Repeat the records word for word.

(Stored data)
________________
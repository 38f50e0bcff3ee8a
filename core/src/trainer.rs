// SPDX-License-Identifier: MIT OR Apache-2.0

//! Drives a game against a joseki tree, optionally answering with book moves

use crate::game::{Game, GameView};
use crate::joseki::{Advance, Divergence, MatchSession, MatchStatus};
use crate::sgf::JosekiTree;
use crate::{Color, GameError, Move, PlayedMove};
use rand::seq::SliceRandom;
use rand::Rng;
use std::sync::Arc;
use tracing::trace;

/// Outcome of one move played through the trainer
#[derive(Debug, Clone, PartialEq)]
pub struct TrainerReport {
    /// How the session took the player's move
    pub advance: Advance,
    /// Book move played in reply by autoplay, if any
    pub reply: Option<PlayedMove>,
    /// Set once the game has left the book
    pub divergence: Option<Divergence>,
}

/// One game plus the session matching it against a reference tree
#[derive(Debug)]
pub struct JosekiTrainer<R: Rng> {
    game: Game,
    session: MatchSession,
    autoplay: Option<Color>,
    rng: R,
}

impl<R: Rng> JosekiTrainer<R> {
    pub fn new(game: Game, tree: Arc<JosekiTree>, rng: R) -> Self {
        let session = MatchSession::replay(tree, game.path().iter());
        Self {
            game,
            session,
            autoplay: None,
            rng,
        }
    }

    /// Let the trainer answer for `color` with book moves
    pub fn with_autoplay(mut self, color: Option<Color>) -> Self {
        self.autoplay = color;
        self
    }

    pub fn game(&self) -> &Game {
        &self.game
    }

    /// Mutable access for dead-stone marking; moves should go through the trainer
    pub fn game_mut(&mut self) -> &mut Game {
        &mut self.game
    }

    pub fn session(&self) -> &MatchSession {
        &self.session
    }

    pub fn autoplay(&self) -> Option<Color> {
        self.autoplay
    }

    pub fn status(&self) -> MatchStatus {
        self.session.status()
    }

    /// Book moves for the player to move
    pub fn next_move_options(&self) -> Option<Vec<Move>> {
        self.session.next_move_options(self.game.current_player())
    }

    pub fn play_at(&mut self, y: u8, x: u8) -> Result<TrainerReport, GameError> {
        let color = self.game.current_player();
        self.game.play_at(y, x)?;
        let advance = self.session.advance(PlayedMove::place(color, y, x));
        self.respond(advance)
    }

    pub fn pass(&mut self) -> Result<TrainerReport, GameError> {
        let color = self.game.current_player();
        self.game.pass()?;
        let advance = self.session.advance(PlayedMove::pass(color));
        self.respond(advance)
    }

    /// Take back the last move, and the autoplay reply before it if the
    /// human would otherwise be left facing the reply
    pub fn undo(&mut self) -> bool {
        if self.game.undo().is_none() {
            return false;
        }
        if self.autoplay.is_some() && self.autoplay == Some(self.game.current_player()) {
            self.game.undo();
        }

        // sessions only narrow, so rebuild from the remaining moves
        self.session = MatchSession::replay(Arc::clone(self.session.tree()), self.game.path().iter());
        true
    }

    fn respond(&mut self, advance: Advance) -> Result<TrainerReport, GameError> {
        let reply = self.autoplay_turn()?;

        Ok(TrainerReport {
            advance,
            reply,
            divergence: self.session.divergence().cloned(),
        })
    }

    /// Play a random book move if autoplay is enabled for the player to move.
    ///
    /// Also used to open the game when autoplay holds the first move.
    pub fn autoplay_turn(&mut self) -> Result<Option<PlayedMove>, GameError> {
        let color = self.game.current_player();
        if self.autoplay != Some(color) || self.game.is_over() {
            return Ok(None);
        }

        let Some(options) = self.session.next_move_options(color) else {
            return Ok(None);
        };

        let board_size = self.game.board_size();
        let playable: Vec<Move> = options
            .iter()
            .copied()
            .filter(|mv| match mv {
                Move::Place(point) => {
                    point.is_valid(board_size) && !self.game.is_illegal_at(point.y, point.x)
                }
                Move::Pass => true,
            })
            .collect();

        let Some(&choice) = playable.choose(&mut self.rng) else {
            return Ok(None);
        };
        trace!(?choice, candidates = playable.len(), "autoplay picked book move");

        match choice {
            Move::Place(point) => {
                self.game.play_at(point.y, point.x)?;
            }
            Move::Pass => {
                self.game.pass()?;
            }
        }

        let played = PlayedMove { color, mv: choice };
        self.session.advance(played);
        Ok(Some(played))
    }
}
________________
◆ **Solution**:
repository 38f50e0bcff3ee8a
filename core/src/trainer.rs
// SPDX-License-Identifier: MIT OR Apache-2.0

//! Drives a game against a joseki tree, optionally answering with book moves

use crate::game::{Game, GameView};
use crate::joseki::{Advance, Divergence, MatchSession, MatchStatus};
use crate::sgf::JosekiTree;
use crate::{Color, GameError, Move, PlayedMove};
use rand::seq::SliceRandom;
use rand::Rng;
use std::sync::Arc;
use tracing::trace;

/// Outcome of one move played through the trainer
#[derive(Debug, Clone, PartialEq)]
pub struct TrainerReport {
    /// How the session took the player's move
    pub advance: Advance,
    /// Book move played in reply by autoplay, if any
    pub reply: Option<PlayedMove>,
    /// Set once the game has left the book
    pub divergence: Option<Divergence>,
}

/// One game plus the session matching it against a reference tree
#[derive(Debug)]
pub struct JosekiTrainer<R: Rng> {
    game: Game,
    session: MatchSession,
    autoplay: Option<Color>,
    rng: R,
}

impl<R: Rng> JosekiTrainer<R> {
    pub fn new(game: Game, tree: Arc<JosekiTree>, rng: R) -> Self {
        let session = MatchSession::replay(tree, game.path().iter());
        Self {
            game,
            session,
            autoplay: None,
            rng,
        }
    }

    /// Let the trainer answer for `color` with book moves
    pub fn with_autoplay(mut self, color: Option<Color>) -> Self {
        self.autoplay = color;
        self
    }

    pub fn game(&self) -> &Game {
        &self.game
    }

    /// Mutable access for dead-stone marking; moves should go through the trainer
    pub fn game_mut(&mut self) -> &mut Game {
        &mut self.game
    }

    pub fn session(&self) -> &MatchSession {
        &self.session
    }

    pub fn autoplay(&self) -> Option<Color> {
        self.autoplay
    }

    pub fn status(&self) -> MatchStatus {
        self.session.status()
    }

    /// Book moves for the player to move
    pub fn next_move_options(&self) -> Option<Vec<Move>> {
        self.session.next_move_options(self.game.current_player())
    }

    pub fn play_at(&mut self, y: u8, x: u8) -> Result<TrainerReport, GameError> {
        let color = self.game.current_player();
        self.game.play_at(y, x)?;
        let advance = self.session.advance(PlayedMove::place(color, y, x));
        self.respond(advance)
    }

    pub fn pass(&mut self) -> Result<TrainerReport, GameError> {
        let color = self.game.current_player();
        self.game.pass()?;
        let advance = self.session.advance(PlayedMove::pass(color));
        self.respond(advance)
    }

    /// Take back the last move, and the autoplay reply before it if the
    /// human would otherwise be left facing the reply
    pub fn undo(&mut self) -> bool {
        if self.game.undo().is_none() {
            return false;
        }
        if self.autoplay.is_some() && self.autoplay == Some(self.game.current_player()) {
            self.game.undo();
        }

        // sessions only narrow, so rebuild from the remaining moves
        self.session = MatchSession::replay(Arc::clone(self.session.tree()), self.game.path().iter());
        true
    }

    fn respond(&mut self, advance: Advance) -> Result<TrainerReport, GameError> {
        let reply = self.autoplay_turn()?;

        Ok(TrainerReport {
            advance,
            reply,
            divergence: self.session.divergence().cloned(),
        })
    }

    /// Play a random book move if autoplay is enabled for the player to move.
    ///
    /// Also used to open the game when autoplay holds the first move.
    pub fn autoplay_turn(&mut self) -> Result<Option<PlayedMove>, GameError> {
        let color = self.game.current_player();
        if self.autoplay != Some(color) || self.game.is_over() {
            return Ok(None);
        }

        let Some(options) = self.session.next_move_options(color) else {
            return Ok(None);
        };

        let board_size = self.game.board_size();
        let playable: Vec<Move> = options
            .iter()
            .copied()
            .filter(|mv| match mv {
                Move::Place(point) => {
                    point.is_valid(board_size) && !self.game.is_illegal_at(point.y, point.x)
                }
                Move::Pass => true,
            })
            .collect();

        let Some(&choice) = playable.choose(&mut self.rng) else {
            return Ok(None);
        };
        trace!(?choice, candidates = playable.len(), "autoplay picked book move");

        match choice {
            Move::Place(point) => {
                self.game.play_at(point.y, point.x)?;
            }
            Move::Pass => {
                self.game.pass()?;
            }
        }

        let played = PlayedMove { color, mv: choice };
        self.session.advance(played);
        Ok(Some(played))
    }
}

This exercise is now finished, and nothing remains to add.